Ainda no Executivo, ministérios da Fazenda, Indústria e Comércio, e Minas e Energia já começam a ter que lidar com fantasmas (não tão) adormecidos do passado, que diante do caos dão mostras de que podem acordar: inflação e apagão ainda são riscos potenciais, mas já preocupam. Com eles, a retração.

Pelos lados do Legislativo, a contribuição sempre pode ser decisiva: qualificar como hediondo o tipo penal que caracteriza os incendiários e aumentar a pena para esse tipo de barbaridade já são projetos de lei. Em linha similar, a ministra Marina Silva tem defendido que a legislação determine a expropriação (perda do imóvel) a quem devidamente julgado e condenado. Quem conhece o Brasil sabe que mexer no bolso sempre foi um dos remédios pedagógicos mais eficazes para quem ignora que vivemos todos em coletividade. Os presidentes da Câmara e do Senado lembrarão que há poucos dias assinaram um Pacto pela Transformação Ecológica do país?
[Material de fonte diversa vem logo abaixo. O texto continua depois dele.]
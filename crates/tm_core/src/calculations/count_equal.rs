//! # Count-Equal Calculation
//!
//! Number of core nodes whose field value equals a target exactly. Useful for
//! counting flagged cells (e.g., nodes tagged with an integer class id stored
//! in a float field); exact comparison is intentional.

use crate::error::Result;
use crate::grid::{core_values, MetricGrid};

/// Count core nodes where `field == value`, returned as f64 so the result
/// fits the scalar metric surface.
pub fn count_equal<G: MetricGrid + ?Sized>(grid: &G, field: &str, value: f64) -> Result<f64> {
    let values = core_values(grid, field)?;
    Ok(values.iter().filter(|&&v| v == value).count() as f64)
}
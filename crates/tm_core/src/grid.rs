//! # Grid Collaborator Module
//!
//! The calculations do not build grids; they consume them through the narrow
//! [`MetricGrid`] trait (node count, named fields, core-node predicate).
//! [`RasterGrid`] is the bundled implementation: a rectangular node layout
//! with named f64 fields and a boolean core mask, perimeter nodes boundary by
//! default.
//!
//! Two grids being compared (model vs. data) must be compatible: same node
//! count and same core-node set. [`check_compatible`] validates that before
//! any values are reduced.
//!
//! No adjacency, flow routing, or grid construction beyond the rectangular
//! shape lives here; those belong to the upstream simulation stack.

use std::collections::HashMap;

use crate::error::{CalcError, ComputationError, ConfigurationError};

/// What a calculation needs from a spatial grid.
///
/// Node ordering is stable and shared across the grids being compared; the
/// node at index `i` on the model grid corresponds to the node at index `i`
/// on the data grid.
pub trait MetricGrid {
    /// Total number of nodes, core and boundary alike.
    fn node_count(&self) -> usize;

    /// Per-node values of a named field, or `None` if the grid lacks it.
    fn field_values(&self, name: &str) -> Option<&[f64]>;

    /// Whether the node at `node` is a core (interior) node, eligible for
    /// metric computation.
    fn is_core_node(&self, node: usize) -> bool;

    /// Number of core nodes.
    fn core_node_count(&self) -> usize {
        (0..self.node_count()).filter(|&i| self.is_core_node(i)).count()
    }
}

/// Rectangular grid of nodes with named scalar fields.
///
/// Nodes are numbered row-major, `rows * cols` in total. The perimeter is
/// boundary (non-core) by default, matching the usual fixed-boundary setup of
/// surface-process models; callers with a different boundary condition can
/// replace the mask wholesale via [`RasterGrid::set_core_mask`].
///
/// # Examples
/// ```
/// use tm_core::grid::{MetricGrid, RasterGrid};
///
/// let mut grid = RasterGrid::new(4, 5);
/// grid.add_field("topographic__elevation", vec![1.0; 20]).unwrap();
/// assert_eq!(grid.node_count(), 20);
/// assert_eq!(grid.core_node_count(), 6); // 2 x 3 interior
/// assert!(!grid.is_core_node(0));        // corner
/// assert!(grid.is_core_node(6));         // interior
/// ```
#[derive(Debug, Clone)]
pub struct RasterGrid {
    rows: usize,
    cols: usize,
    core: Vec<bool>,
    fields: HashMap<String, Vec<f64>>,
}

impl RasterGrid {
    /// Create a `rows x cols` grid with a 1-node boundary perimeter.
    pub fn new(rows: usize, cols: usize) -> Self {
        let mut core = vec![false; rows * cols];
        for r in 1..rows.saturating_sub(1) {
            for c in 1..cols.saturating_sub(1) {
                core[r * cols + c] = true;
            }
        }
        Self {
            rows,
            cols,
            core,
            fields: HashMap::new(),
        }
    }

    pub fn rows(&self) -> usize {
        self.rows
    }

    pub fn cols(&self) -> usize {
        self.cols
    }

    /// Attach (or replace) a named field.
    ///
    /// Fails with [`ConfigurationError::FieldLengthMismatch`] when the value
    /// count differs from the node count.
    pub fn add_field(
        &mut self,
        name: &str,
        values: Vec<f64>,
    ) -> Result<(), ConfigurationError> {
        if values.len() != self.node_count() {
            return Err(ConfigurationError::FieldLengthMismatch {
                field: name.to_string(),
                expected: self.node_count(),
                got: values.len(),
            });
        }
        self.fields.insert(name.to_string(), values);
        Ok(())
    }

    /// Replace the core-node mask.
    pub fn set_core_mask(&mut self, mask: Vec<bool>) -> Result<(), ConfigurationError> {
        if mask.len() != self.node_count() {
            return Err(ConfigurationError::MaskLengthMismatch {
                expected: self.node_count(),
                got: mask.len(),
            });
        }
        self.core = mask;
        Ok(())
    }

    pub fn field_names(&self) -> impl Iterator<Item = &str> {
        self.fields.keys().map(String::as_str)
    }
}

impl MetricGrid for RasterGrid {
    fn node_count(&self) -> usize {
        self.rows * self.cols
    }

    fn field_values(&self, name: &str) -> Option<&[f64]> {
        self.fields.get(name).map(Vec::as_slice)
    }

    fn is_core_node(&self, node: usize) -> bool {
        self.core.get(node).copied().unwrap_or(false)
    }
}

/// Validate that two grids may be compared node-for-node.
///
/// Same node count and identical core-node sets; field values are allowed to
/// differ (that is the whole point).
pub fn check_compatible<M: MetricGrid + ?Sized, D: MetricGrid + ?Sized>(
    model: &M,
    data: &D,
) -> Result<(), ConfigurationError> {
    if model.node_count() != data.node_count() {
        return Err(ConfigurationError::NodeCountMismatch {
            model_nodes: model.node_count(),
            data_nodes: data.node_count(),
        });
    }
    for node in 0..model.node_count() {
        if model.is_core_node(node) != data.is_core_node(node) {
            return Err(ConfigurationError::CoreMaskMismatch { node });
        }
    }
    Ok(())
}

/// Fetch a required field or fail with [`ConfigurationError::MissingField`].
pub fn require_field<'g, G: MetricGrid + ?Sized>(
    grid: &'g G,
    field: &str,
) -> Result<&'g [f64], ConfigurationError> {
    grid.field_values(field)
        .ok_or_else(|| ConfigurationError::MissingField {
            field: field.to_string(),
        })
}

/// Gather a field's values over core nodes, validated for use in a reduction.
///
/// Fails when the field is missing, when any core-node value is non-finite
/// (reported with the node's original index), or when the grid has no core
/// nodes at all.
pub fn core_values<G: MetricGrid + ?Sized>(grid: &G, field: &str) -> Result<Vec<f64>, CalcError> {
    let values = require_field(grid, field)?;

    let mut out = Vec::with_capacity(values.len());
    for (node, &v) in values.iter().enumerate() {
        if !grid.is_core_node(node) {
            continue;
        }
        if !v.is_finite() {
            return Err(ComputationError::NonFinite {
                field: field.to_string(),
                node,
            }
            .into());
        }
        out.push(v);
    }

    if out.is_empty() {
        return Err(ComputationError::EmptySample {
            field: field.to_string(),
        }
        .into());
    }
    Ok(out)
}

/// Validate that every core-node value of a field is finite.
pub fn ensure_core_finite<G: MetricGrid + ?Sized>(
    grid: &G,
    field: &str,
) -> Result<(), CalcError> {
    let values = require_field(grid, field)?;
    for (node, &v) in values.iter().enumerate() {
        if grid.is_core_node(node) && !v.is_finite() {
            return Err(ComputationError::NonFinite {
                field: field.to_string(),
                node,
            }
            .into());
        }
    }
    Ok(())
}

#[cfg(test)]
mod tests {
    use super::*;

    #[test]
    fn perimeter_is_boundary_by_default() {
        let grid = RasterGrid::new(3, 4);
        assert_eq!(grid.node_count(), 12);
        assert_eq!(grid.core_node_count(), 2); // nodes 5 and 6

        for c in 0..4 {
            assert!(!grid.is_core_node(c), "top row must be boundary");
            assert!(!grid.is_core_node(8 + c), "bottom row must be boundary");
        }
        assert!(!grid.is_core_node(4), "left edge must be boundary");
        assert!(!grid.is_core_node(7), "right edge must be boundary");
        assert!(grid.is_core_node(5));
        assert!(grid.is_core_node(6));
    }

    #[test]
    fn ten_by_ten_has_64_core_nodes() {
        let grid = RasterGrid::new(10, 10);
        assert_eq!(grid.node_count(), 100);
        assert_eq!(grid.core_node_count(), 64);
    }

    #[test]
    fn add_field_rejects_wrong_length() {
        let mut grid = RasterGrid::new(3, 3);
        let err = grid.add_field("z", vec![0.0; 8]).unwrap_err();
        assert!(matches!(
            err,
            ConfigurationError::FieldLengthMismatch { expected: 9, got: 8, .. }
        ));
    }

    #[test]
    fn set_core_mask_replaces_default() {
        let mut grid = RasterGrid::new(3, 3);
        grid.set_core_mask(vec![true; 9]).unwrap();
        assert_eq!(grid.core_node_count(), 9);

        let err = grid.set_core_mask(vec![true; 4]).unwrap_err();
        assert!(matches!(err, ConfigurationError::MaskLengthMismatch { .. }));
    }

    #[test]
    fn check_compatible_accepts_matching_grids() {
        let a = RasterGrid::new(5, 5);
        let b = RasterGrid::new(5, 5);
        assert!(check_compatible(&a, &b).is_ok());
    }

    #[test]
    fn check_compatible_rejects_node_count_mismatch() {
        let a = RasterGrid::new(5, 5);
        let b = RasterGrid::new(5, 6);
        let err = check_compatible(&a, &b).unwrap_err();
        assert!(matches!(err, ConfigurationError::NodeCountMismatch { .. }));
    }

    #[test]
    fn check_compatible_rejects_core_mask_mismatch() {
        let a = RasterGrid::new(3, 3);
        let mut b = RasterGrid::new(3, 3);
        b.set_core_mask(vec![true; 9]).unwrap();
        let err = check_compatible(&a, &b).unwrap_err();
        assert!(matches!(err, ConfigurationError::CoreMaskMismatch { node: 0 }));
    }

    #[test]
    fn core_values_gathers_interior_only() {
        let mut grid = RasterGrid::new(3, 3);
        let values: Vec<f64> = (0..9).map(|i| i as f64).collect();
        grid.add_field("z", values).unwrap();

        let core = core_values(&grid, "z").unwrap();
        assert_eq!(core, vec![4.0]); // only the center node
    }

    #[test]
    fn core_values_reports_missing_field() {
        let grid = RasterGrid::new(3, 3);
        let err = core_values(&grid, "nope").unwrap_err();
        assert!(matches!(
            err,
            CalcError::Configuration(ConfigurationError::MissingField { .. })
        ));
    }

    #[test]
    fn core_values_reports_non_finite_with_node_index() {
        let mut grid = RasterGrid::new(3, 3);
        let mut values = vec![0.0; 9];
        values[4] = f64::NAN;
        grid.add_field("z", values).unwrap();

        let err = core_values(&grid, "z").unwrap_err();
        match err {
            CalcError::Computation(ComputationError::NonFinite { node, .. }) => {
                assert_eq!(node, 4)
            }
            other => panic!("expected NonFinite, got {other:?}"),
        }
    }

    #[test]
    fn core_values_ignores_non_finite_boundary() {
        let mut grid = RasterGrid::new(3, 3);
        let mut values = vec![1.0; 9];
        values[0] = f64::NAN; // boundary corner, never reduced
        grid.add_field("z", values).unwrap();
        assert_eq!(core_values(&grid, "z").unwrap(), vec![1.0]);
    }
}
Outro ponto que importa: o governo federal, sozinho, não dará conta de um problema desse tamanho. Ou os governos estaduais e municipais entram – mas entram pra valer! – no jogo, ou o Brasil seguirá patinando em efetividade de políticas públicas. Para isso, também é necessário que a União veja estados e municípios de maneira diferente do que sempre houve até aqui, e lhes aporte condições e maciço apoio. Uma boa hora para que o “mais Brasil, menos Brasília” saia do discurso e aterrisse na vida real.

O ministro Flávio Dino (STF) está certo: a sociedade brasileira não pode flertar com a normalização do absurdo. Se isso acontecer, não há como pensar numa trajetória de desenvolvimento nacional de longo prazo, muito menos com o compromisso de descarbonização do país. Dessa forma, qualquer planejamento é natimorto. E, sem planejamento, a execução de políticas públicas será um looping infinito de apagar incêndios. Em todos os sentidos.

TÁ LÁ NO GRÁFICO

As altas temperaturas e a umidade do ar abaixo dos 15% em algumas regiões do Brasil trouxeram desconforto à população. A piora na qualidade do ar foi agravada, em certos locais, pela atmosfera carregada de micropartículas decorrentes de incêndios em florestas, pastos e outras coberturas secas pela falta de chuvas. São Paulo figurou em alguns momentos como a cidade com o ar mais poluído em um ranking global com 120 centros urbanos. Saiba mais sobre a qualidade do ar no Brasil e as consequências para a saúde no TÁ LÁ NO GRÁFICO da semana:

FRASE DA SEMANA

“A crise explodiu. Desde que existem civilizações, há dez mil anos, nunca chegamos nesse nível, em que todos os eventos climáticos se tornaram tão intensos e muito mais frequentes. (...) Estou apavorado.”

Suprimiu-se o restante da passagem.